(EXERCISE DATA)

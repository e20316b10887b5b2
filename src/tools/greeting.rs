//! `get_greeting`.

use crate::error::ToolError;

/// Supported greeting languages.
#[derive(Debug, Clone, Copy, PartialEq, Eq, Default)]
pub enum Language {
    #[default]
    Korean,
    English,
}

impl Language {
    /// Parse a language code. Only `ko` and `en` are recognised.
    pub fn parse(code: &str) -> Option<Self> {
        match code {
            "ko" => Some(Self::Korean),
            "en" => Some(Self::English),
            _ => None,
        }
    }

    pub fn code(self) -> &'static str {
        match self {
            Self::Korean => "ko",
            Self::English => "en",
        }
    }
}

impl TryFrom<&str> for Language {
    type Error = ToolError;

    fn try_from(code: &str) -> Result<Self, Self::Error> {
        Self::parse(code).ok_or_else(|| ToolError::UnsupportedValue {
            name: "language".into(),
            value: format!("'{}' (supported: ko, en)", code),
        })
    }
}

pub fn get_greeting(name: &str, language: Language) -> String {
    match language {
        Language::Korean => format!("안녕하세요, {}님!", name),
        Language::English => format!("Hello, {}!", name),
    }
}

(End EXERCISE DATA)

_ABOUT THIS EXERCISE_. Output all entries again exactly; no line may be altered.

_EXERCISE SOLUTION_.
repository e20316b10887b5b2
filename src/tools/greeting.rs
//! `get_greeting`.

use crate::error::ToolError;

/// Supported greeting languages.
#[derive(Debug, Clone, Copy, PartialEq, Eq, Default)]
pub enum Language {
    #[default]
    Korean,
    English,
}

impl Language {
    /// Parse a language code. Only `ko` and `en` are recognised.
    pub fn parse(code: &str) -> Option<Self> {
        match code {
            "ko" => Some(Self::Korean),
            "en" => Some(Self::English),
            _ => None,
        }
    }

    pub fn code(self) -> &'static str {
        match self {
            Self::Korean => "ko",
            Self::English => "en",
        }
    }
}

impl TryFrom<&str> for Language {
    type Error = ToolError;

    fn try_from(code: &str) -> Result<Self, Self::Error> {
        Self::parse(code).ok_or_else(|| ToolError::UnsupportedValue {
            name: "language".into(),
            value: format!("'{}' (supported: ko, en)", code),
        })
    }
}

pub fn get_greeting(name: &str, language: Language) -> String {
    match language {
        Language::Korean => format!("안녕하세요, {}님!", name),
        Language::English => format!("Hello, {}!", name),
    }
}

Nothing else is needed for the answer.